Vélez ha estabilizado al Cartagena desde su once inicial. Ya en su primer encuentro, contra el Real Murcia en la Nueva Condomina, alineó un equipo que dos meses después sigue manteniendo con pocas variaciones: Lucho García en la portería; Imanol Baz y Serrano en la defensa; Nil y Perejón en los laterales; Jean Jules y Pablo de Blasis en el medio; Luismi Redondo en la mediapunta; Yanis Rahmani y Kevin Sánchez en los extremos; y Chiki arriba. Muy poco ha cambiado desde aquel once hasta ahora.

El último equipo alineado por Vélez sólo tuvo dos cambios con respecto al primero. Aridane Hernández por Rubén Serrano y Alejandro Fidalgo por Jean Jules. Ambos obligados por lesión. Esa ha sido la única circunstancia que ha modificado al equipo desde finales de febrero en una idea futbolística totalmente contraria a la que se venía practicando con Javi Rey, obsesionado con las rotaciones masivas.

Reactivo

Íñigo Vélez se ha mostrado reactivo a las circunstancias en lo que respecta al once inicial. Sólo las lesiones y las sanciones le han hecho cambiar su esquema. Los primeros en caer lesionados a las órdenes de Vélez fueron Nil Jiménez y Dani Perejón, que obligaron al entrenador a dar minutos a Nacho Martínez y Marc Jurado en sus puestos. No obstante, el regreso de ambos laterales al once tras recuperarse vuelve a confirmar que son sus primeras opciones en las bandas.

Las sanciones de Nacho Martínez, Pablo de Blasis, Imanol Baz y Marc Jurado dieron entrada a Ander Martín, Pablo Larrea, Aridane y Edgar Alcañiz. Todos ellos con buen rendimiento, pero sólo el central canario ha sobrevivido en el once. Y no fue por su desastroso debut, sino por la reciente indisposición de Rubén Serrano. Ahora parece imposible sacarlo del equipo titular. La ausencia más reciente es la de Jean Jules, que ha cedido su lugar a Fidalgo. No obstante, parece claro que el camerunés volverá cuando esté recuperado.

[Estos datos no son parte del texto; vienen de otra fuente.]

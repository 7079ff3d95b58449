//! Batched record edits
//!
//! A caller collects the edits it wants for one record in whatever order it
//! likes. [`apply_edits`] runs them in two passes:
//!
//! 1. destructive edits: [`Edit::Delete`], [`Edit::Reset`], [`Edit::RemoveEntries`]
//! 2. everything else, which only adds or overwrites
//!
//! Within a pass edits keep the order they were given in. A delete can
//! therefore never wipe out an append requested alongside it, whichever was
//! listed first.

use crate::error::Result;
use crate::record::Record;
use crate::schema::Field;

/// One requested change to a record
#[derive(Debug, Clone, PartialEq, Eq)]
pub enum Edit {
    /// Remove a field
    Delete(Field),
    /// Replace a list field with an empty list
    Reset(Field),
    /// Remove list entries by position
    RemoveEntries {
        /// List field
        field: Field,
        /// 0-based positions
        positions: Vec<usize>,
    },
    /// Overwrite a scalar field
    Set {
        /// Scalar field
        field: Field,
        /// New value
        value: String,
    },
    /// Overwrite a scalar field with externally loaded text (trimmed)
    Load {
        /// Scalar field
        field: Field,
        /// Loaded text
        text: String,
    },
    /// Append to a list field unless already present
    Append {
        /// List field
        field: Field,
        /// Entry to add
        value: String,
    },
    /// Replace the citation
    SetCitation {
        /// Bibliography key
        bibkey: String,
        /// Optional page
        page: Option<String>,
    },
    /// Replace the dates
    SetDates {
        /// Year
        year: String,
        /// Optional era
        era: Option<String>,
    },
    /// Edit the existing citation's sub-fields, or create it when absent
    UpdateCitation {
        /// Bibliography key; empty keeps the current one
        bibkey: String,
        /// Page; `None` keeps the current one
        page: Option<String>,
    },
    /// Edit the existing dates' sub-fields, or create them when absent
    UpdateDates {
        /// Year; empty keeps the current one
        year: String,
        /// Era; `None` keeps the current one
        era: Option<String>,
    },
}

/// Which pass an edit runs in
#[derive(Debug, Clone, Copy, PartialEq, Eq, PartialOrd, Ord)]
pub enum Pass {
    /// Runs first
    Destructive,
    /// Runs second
    Additive,
}

impl Edit {
    /// The pass this edit belongs to
    pub fn pass(&self) -> Pass {
        match self {
            Edit::Delete(_) | Edit::Reset(_) | Edit::RemoveEntries { .. } => Pass::Destructive,
            _ => Pass::Additive,
        }
    }

    /// Apply this edit on its own, ignoring pass order.
    pub fn apply_to(&self, record: &mut Record) -> Result<()> {
        match self {
            Edit::Delete(field) => {
                record.delete_field(*field)?;
            }
            Edit::Reset(field) => record.reset_list_field(*field)?,
            Edit::RemoveEntries { field, positions } => {
                record.delete_list_entries(*field, positions)?;
            }
            Edit::Set { field, value } => record.set_field(*field, value.as_str())?,
            Edit::Load { field, text } => record.load_field(*field, text)?,
            Edit::Append { field, value } => {
                record.append_list_entry(*field, value.as_str())?;
            }
            Edit::SetCitation { bibkey, page } => {
                record.set_citation(bibkey.as_str(), page.clone())?
            }
            Edit::SetDates { year, era } => record.set_dates(year.as_str(), era.clone())?,
            Edit::UpdateCitation { bibkey, page } => {
                if record.has_citation() {
                    record.set_cite_bibkey(bibkey)?;
                    if let Some(page) = page {
                        record.set_cite_page(page)?;
                    }
                } else {
                    record.set_citation(bibkey.as_str(), page.clone())?;
                }
            }
            Edit::UpdateDates { year, era } => {
                if record.has_dates() {
                    record.set_dates_year(year)?;
                    if let Some(era) = era {
                        record.set_dates_era(era)?;
                    }
                } else {
                    record.set_dates(year.as_str(), era.clone())?;
                }
            }
        }
        Ok(())
    }
}

/// Order edits for execution: destructive first, then additive, each group
/// in the order given.
pub fn plan<I>(edits: I) -> Vec<Edit>
where
    I: IntoIterator<Item = Edit>,
{
    let mut edits: Vec<Edit> = edits.into_iter().collect();
    edits.sort_by_key(Edit::pass);
    edits
}

/// Apply a batch of edits to a record in pass order.
///
/// Stops at the first failing edit. Edits before it stay applied and the
/// record is left poisoned.
pub fn apply_edits<I>(record: &mut Record, edits: I) -> Result<()>
where
    I: IntoIterator<Item = Edit>,
{
    for edit in plan(edits) {
        tracing::debug!(?edit, "applying edit");
        edit.apply_to(record)?;
    }
    Ok(())
}
//! Validate a directory of zettels

use anyhow::{Result, bail};
use std::path::Path;
use zettel_core::read_path;

/// Run the check command
pub fn run(dir: &Path) -> Result<()> {
    if !dir.is_dir() {
        bail!("{} is not a directory", dir.display());
    }
    tracing::info!("Checking zettels in {}", dir.display());

    let mut checked = 0;
    let mut failed = 0;
    for entry in walkdir::WalkDir::new(dir)
        .sort_by_file_name()
        .into_iter()
        .filter_map(|e| e.ok())
        .filter(|e| e.file_type().is_file() && is_zettel(e.path()))
    {
        let path = entry.path();
        checked += 1;
        if let Err(err) = check_file(path) {
            tracing::error!("{}: {:#}", path.display(), err);
            failed += 1;
        } else {
            tracing::debug!("✓ {}", path.display());
        }
    }

    if failed > 0 {
        bail!("{failed} of {checked} zettels are invalid");
    }
    tracing::info!("✓ {} zettels are valid", checked);
    Ok(())
}

fn is_zettel(path: &Path) -> bool {
    path.extension()
        .is_some_and(|ext| ext == "yaml" || ext == "yml" || ext == "md")
}

/// Decode and validate one file. Decode problems count as failures.
fn check_file(path: &Path) -> Result<()> {
    if let Some(loaded) = read_path(path)? {
        loaded.into_record()?;
    }
    Ok(())
}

El entrenador vitoriano ha defendido en más de una ocasión que es el nivel de los entrenamientos lo que ha aumentado la competitividad del equipo. Y que en ello tienen gran parte de culpa los menos habituales. Pero lo cierto es que muchos han quedado relegados al ostracismo. Iván Martínez, Eneko Ebro, Pablo Larrea, Alcañiz, Ander Martín, Willy Chatiliez o Alfredo Ortuño casi no han tenido oportunidad. Benito Ramírez, quien sí contaba con la confianza del entrenador, se ha visto frenado por sus constantes lesiones.

Aunque por el momento le ha salido bien la jugada al técnico de Vitoria, el cansancio en el tramo final de la temporada puede marcar la diferencia. Como lo ha marcado en algunos partidos como el de Alcalá de Henares o el de Elda. Y es que Íñigo Vélez prioriza la calidad de sus jugadores por encima del agotamiento físico. Prefiere mantener a futbolistas de peso cansados sobre el césped antes que dar refresco con un jugador de menor entidad.

Esto ha quedado reflejado en sus movimientos desde la banda. En cinco de los diez partidos que ha dirigido, Vélez no ha agotado los cambios. Con más énfasis en las últimas jornadas. En varias ocasiones ha realizado únicamente 3 cambios de los 5 disponibles pese a tener opciones. El tiempo dirá y el fútbol dará o quitará la razón a un Íñigo Vélezque se mantiene firme en su idea.